INSTRUCTIONS FOR THE TASK: What is the number of lines in these records that hold the word "under"? Reply with that number alone.

WORKING DATA:

++++

//! Single-intent executor
//!
//! [`TransactionExecutor`] drives exactly one intent from creation to a
//! terminal state under the surface's single-flight token.
//!
//! ## Cleanup contract
//!
//! On every exit path (success, rejection from `run`, late failure, a caller
//! hook or sink panicking, the status stream closing, or the execution future
//! being dropped) the subscription is released exactly once and the token is
//! returned to idle. Both are released before any error reaches the
//! notification sink.
//!
//! ## Hook ordering
//!
//! `on_running` fires on entering `Running`. On entering `Succeeded`,
//! `on_succeeded` fires first, then the refresh hook. Both fire before the
//! subscription is released.

use crate::ledger::{StatusSender, TransactionIntent};
use crate::metrics::metrics;
use crate::observability::{CorrelationId, TraceContext};
use crate::orchestrator::errors::OrchestrationError;
use crate::orchestrator::guard::SingleFlightGuard;
use crate::orchestrator::sinks::{Notifier, RefreshHook, StatusRelay};
use crate::orchestrator::state::{LifecycleTracker, StatusChange, Step};
use crate::structured_logging::StructuredLogger;
use chrono::{DateTime, Utc};
use futures::FutureExt;
use serde::Serialize;
use std::any::Any;
use std::future::Future;
use std::panic::AssertUnwindSafe;
use std::sync::Arc;
use std::time::Instant;
use tracing::Instrument;

type Hook = Box<dyn FnOnce() + Send>;

/// Optional caller hooks for one submission
#[derive(Default)]
pub struct ExecutionHooks {
    on_running: Option<Hook>,
    on_succeeded: Option<Hook>,
}

impl ExecutionHooks {
    pub fn new() -> Self {
        Self::default()
    }

    /// Invoked once on entering `Running`
    pub fn on_running<F>(mut self, hook: F) -> Self
    where
        F: FnOnce() + Send + 'static,
    {
        self.on_running = Some(Box::new(hook));
        self
    }

    /// Invoked once on entering `Succeeded`, before the refresh hook
    pub fn on_succeeded<F>(mut self, hook: F) -> Self
    where
        F: FnOnce() + Send + 'static,
    {
        self.on_succeeded = Some(Box::new(hook));
        self
    }
}

impl std::fmt::Debug for ExecutionHooks {
    fn fmt(&self, f: &mut std::fmt::Formatter<'_>) -> std::fmt::Result {
        f.debug_struct("ExecutionHooks")
            .field("on_running", &self.on_running.is_some())
            .field("on_succeeded", &self.on_succeeded.is_some())
            .finish()
    }
}

/// Terminal outcome of one submission
#[derive(Debug, Clone, PartialEq, Eq, Serialize)]
#[must_use]
pub enum ExecutionOutcome {
    Succeeded,
    Failed(OrchestrationError),
}

impl ExecutionOutcome {
    pub fn is_success(&self) -> bool {
        matches!(self, Self::Succeeded)
    }

    pub fn error(&self) -> Option<&OrchestrationError> {
        match self {
            Self::Succeeded => None,
            Self::Failed(err) => Some(err),
        }
    }
}

/// Everything observed while driving one submission
#[derive(Debug, Clone, Serialize)]
pub struct ExecutionReport {
    pub correlation_id: CorrelationId,
    pub outcome: ExecutionOutcome,
    /// Status changes accepted by the lifecycle tracker, in arrival order
    pub transitions: Vec<StatusChange>,
    /// Hook panics contained during this submission
    pub hook_failures: Vec<OrchestrationError>,
    pub submitted_at: DateTime<Utc>,
    /// Time until `run()` resolved, when it was reached
    pub submission_ms: Option<u64>,
    pub total_ms: u64,
}

impl ExecutionReport {
    fn rejected(trace: &TraceContext, error: OrchestrationError) -> Self {
        Self {
            correlation_id: trace.correlation_id().clone(),
            outcome: ExecutionOutcome::Failed(error),
            transitions: Vec::new(),
            hook_failures: Vec::new(),
            submitted_at: trace.started_at,
            submission_ms: None,
            total_ms: 0,
        }
    }

    pub fn is_success(&self) -> bool {
        self.outcome.is_success()
    }
}

/// Drives one intent through its lifecycle under a single-flight token
#[derive(Clone)]
pub struct TransactionExecutor {
    guard: Arc<SingleFlightGuard>,
    notifier: Arc<dyn Notifier>,
    relay: Arc<dyn StatusRelay>,
    refresh: Option<RefreshHook>,
}

impl TransactionExecutor {
    pub fn new(
        guard: Arc<SingleFlightGuard>,
        notifier: Arc<dyn Notifier>,
        relay: Arc<dyn StatusRelay>,
    ) -> Self {
        Self {
            guard,
            notifier,
            relay,
            refresh: None,
        }
    }

    /// Install the global post-success refresh hook
    pub fn with_refresh_hook<F>(mut self, hook: F) -> Self
    where
        F: Fn() + Send + Sync + 'static,
    {
        self.refresh = Some(Arc::new(hook));
        self
    }

    pub fn guard(&self) -> &Arc<SingleFlightGuard> {
        &self.guard
    }

    pub fn is_busy(&self) -> bool {
        self.guard.is_busy()
    }

    /// Submit `intent` and track it to a terminal state
    pub async fn execute<I>(&self, intent: I, hooks: ExecutionHooks) -> ExecutionReport
    where
        I: TransactionIntent,
    {
        self.drive(
            "execute",
            move || async move { Ok::<_, OrchestrationError>(intent) },
            hooks,
        )
        .await
    }

    /// Construct the intent only once the token is held, then track it
    ///
    /// A construction error is reported as `SubmissionRejected`.
    pub async fn execute_deferred<I, E, F, Fut>(
        &self,
        make: F,
        hooks: ExecutionHooks,
    ) -> ExecutionReport
    where
        I: TransactionIntent,
        E: Into<OrchestrationError>,
        F: FnOnce() -> Fut + Send,
        Fut: Future<Output = Result<I, E>> + Send,
    {
        self.drive("execute_deferred", make, hooks).await
    }

    /// Report an error that was detected before any token was taken
    pub(crate) fn reject(&self, operation: &str, error: OrchestrationError) -> ExecutionReport {
        let trace = TraceContext::new(operation, self.guard.surface());
        let logger = StructuredLogger::new(trace.correlation_id().clone());
        metrics().record_failure(error.category());
        logger.log_failure(&error, 0);
        self.notify(&error, &logger);
        ExecutionReport::rejected(&trace, error)
    }

    pub(crate) async fn drive<I, E, F, Fut>(
        &self,
        operation: &str,
        make: F,
        hooks: ExecutionHooks,
    ) -> ExecutionReport
    where
        I: TransactionIntent,
        E: Into<OrchestrationError>,
        F: FnOnce() -> Fut + Send,
        Fut: Future<Output = Result<I, E>> + Send,
    {
        let trace = TraceContext::new(operation, self.guard.surface());
        let span = trace.span();
        self.drive_in_span(trace, make, hooks).instrument(span).await
    }

    async fn drive_in_span<I, E, F, Fut>(
        &self,
        trace: TraceContext,
        make: F,
        hooks: ExecutionHooks,
    ) -> ExecutionReport
    where
        I: TransactionIntent,
        E: Into<OrchestrationError>,
        F: FnOnce() -> Fut + Send,
        Fut: Future<Output = Result<I, E>> + Send,
    {
        let correlation_id = trace.correlation_id().clone();
        let logger = StructuredLogger::new(correlation_id.clone());

        if !self.guard.try_acquire_for(correlation_id.clone()) {
            metrics().busy_rejections.inc();
            logger.log_busy(self.guard.surface(), self.guard.owner().as_ref());
            let error = OrchestrationError::Busy;
            self.notify(&error, &logger);
            return ExecutionReport::rejected(&trace, error);
        }

        metrics().submissions_total.inc();
        metrics().in_flight.inc();
        let flight = scopeguard::guard(Arc::clone(&self.guard), |guard| {
            metrics().in_flight.dec();
            guard.release();
        });

        let started = Instant::now();
        let mut run = TrackedRun {
            tracker: LifecycleTracker::new(),
            hook_failures: Vec::new(),
            submission_ms: None,
        };
        let result = self.track(make, hooks, &mut run, &logger).await;
        let total_ms = started.elapsed().as_millis() as u64;

        // Token back to idle before anything is reported
        drop(flight);

        match &result {
            Ok(()) => {
                metrics().submissions_succeeded.inc();
                metrics()
                    .finality_latency
                    .observe(started.elapsed().as_secs_f64());
                logger.log_success(total_ms);
            }
            Err(error) => {
                metrics().record_failure(error.category());
                logger.log_failure(error, total_ms);
                self.notify(error, &logger);
            }
        }
        for failure in &run.hook_failures {
            self.notify(failure, &logger);
        }

        ExecutionReport {
            correlation_id,
            outcome: match result {
                Ok(()) => ExecutionOutcome::Succeeded,
                Err(error) => ExecutionOutcome::Failed(error),
            },
            transitions: run.tracker.into_history(),
            hook_failures: run.hook_failures,
            submitted_at: trace.started_at,
            submission_ms: run.submission_ms,
            total_ms,
        }
    }

    /// Build, subscribe, run and follow the status stream to a terminal state
    ///
    /// The subscription lives entirely inside this call and is released
    /// before it returns.
    async fn track<I, E, F, Fut>(
        &self,
        make: F,
        mut hooks: ExecutionHooks,
        run: &mut TrackedRun,
        logger: &StructuredLogger,
    ) -> Result<(), OrchestrationError>
    where
        I: TransactionIntent,
        E: Into<OrchestrationError>,
        F: FnOnce() -> Fut + Send,
        Fut: Future<Output = Result<I, E>> + Send,
    {
        let mut intent = match AssertUnwindSafe(make()).catch_unwind().await {
            Ok(built) => built.map_err(Into::<OrchestrationError>::into)?,
            Err(payload) => {
                return Err(OrchestrationError::rejected(format!(
                    "intent construction panicked: {}",
                    panic_message(payload.as_ref())
                )))
            }
        };

        let (sink, mut events) = StatusSender::channel();
        let subscription = intent.subscribe(sink);
        logger.log_submission(self.guard.surface(), &intent.label());

        let run_started = Instant::now();
        let submitted = AssertUnwindSafe(intent.run()).catch_unwind().await;
        metrics()
            .submission_latency
            .observe(run_started.elapsed().as_secs_f64());
        run.submission_ms = Some(run_started.elapsed().as_millis() as u64);

        match submitted {
            Ok(Ok(())) => {}
            Ok(Err(err)) => {
                subscription.unsubscribe();
                return Err(err.into());
            }
            Err(payload) => {
                subscription.unsubscribe();
                return Err(OrchestrationError::rejected(format!(
                    "run panicked: {}",
                    panic_message(payload.as_ref())
                )));
            }
        }

        let outcome = loop {
            let Some(change) = events.recv().await else {
                break Err(OrchestrationError::Abandoned {
                    last_state: run.tracker.current(),
                });
            };

            self.relay_change(&change, run, logger);
            logger.log_transition(&change);

            match run.tracker.apply(change) {
                Ok(Step::Running) => {
                    self.invoke_hook("on_running", hooks.on_running.take(), run, logger);
                }
                Ok(Step::Succeeded) => {
                    self.invoke_hook("on_succeeded", hooks.on_succeeded.take(), run, logger);
                    if let Some(refresh) = self.refresh.clone() {
                        let hook: Hook = Box::new(move || refresh());
                        self.invoke_hook("refresh", Some(hook), run, logger);
                    }
                    break Ok(());
                }
                Ok(Step::Failed {
                    after_running,
                    diagnostic,
                }) => {
                    break Err(if after_running {
                        OrchestrationError::late_failure(diagnostic)
                    } else {
                        OrchestrationError::rejected(diagnostic)
                    });
                }
                Ok(Step::Unchanged) => {}
                Err(error) => break Err(error),
            }
        };

        subscription.unsubscribe();
        outcome
    }

    /// Forward `change` to the status relay, containing a panicking relay
    fn relay_change(&self, change: &StatusChange, run: &mut TrackedRun, logger: &StructuredLogger) {
        let relay = &self.relay;
        if let Err(payload) = std::panic::catch_unwind(AssertUnwindSafe(|| relay.relay(change))) {
            self.record_panic("status_relay", payload.as_ref(), run, logger);
        }
    }

    /// Report `error` to the notifier. A panicking notifier is only logged.
    fn notify(&self, error: &OrchestrationError, logger: &StructuredLogger) {
        let notifier = &self.notifier;
        let message = error.to_string();
        let result = std::panic::catch_unwind(AssertUnwindSafe(|| notifier.notify_error(&message)));
        if let Err(payload) = result {
            metrics().hook_panics.inc();
            logger.log_hook_panic("notifier", &panic_message(payload.as_ref()));
        }
    }

    fn invoke_hook(
        &self,
        name: &'static str,
        hook: Option<Hook>,
        run: &mut TrackedRun,
        logger: &StructuredLogger,
    ) {
        let Some(hook) = hook else {
            return;
        };
        if let Err(payload) = std::panic::catch_unwind(AssertUnwindSafe(hook)) {
            self.record_panic(name, payload.as_ref(), run, logger);
        }
    }

    fn record_panic(
        &self,
        name: &'static str,
        payload: &(dyn Any + Send),
        run: &mut TrackedRun,
        logger: &StructuredLogger,
    ) {
        let message = panic_message(payload);
        metrics().hook_panics.inc();
        logger.log_hook_panic(name, &message);
        run.hook_failures.push(OrchestrationError::HookPanicked {
            hook: name,
            message,
        });
    }
}

/// Mutable state accumulated while tracking one intent
struct TrackedRun {
    tracker: LifecycleTracker,
    hook_failures: Vec<OrchestrationError>,
    submission_ms: Option<u64>,
}

fn panic_message(payload: &(dyn Any + Send)) -> String {
    if let Some(s) = payload.downcast_ref::<&str>() {
        s.to_string()
    } else if let Some(s) = payload.downcast_ref::<String>() {
        s.clone()
    } else {
        "Unknown panic".to_string()
    }
}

++++

RESPONSE TO THIS TASK: 2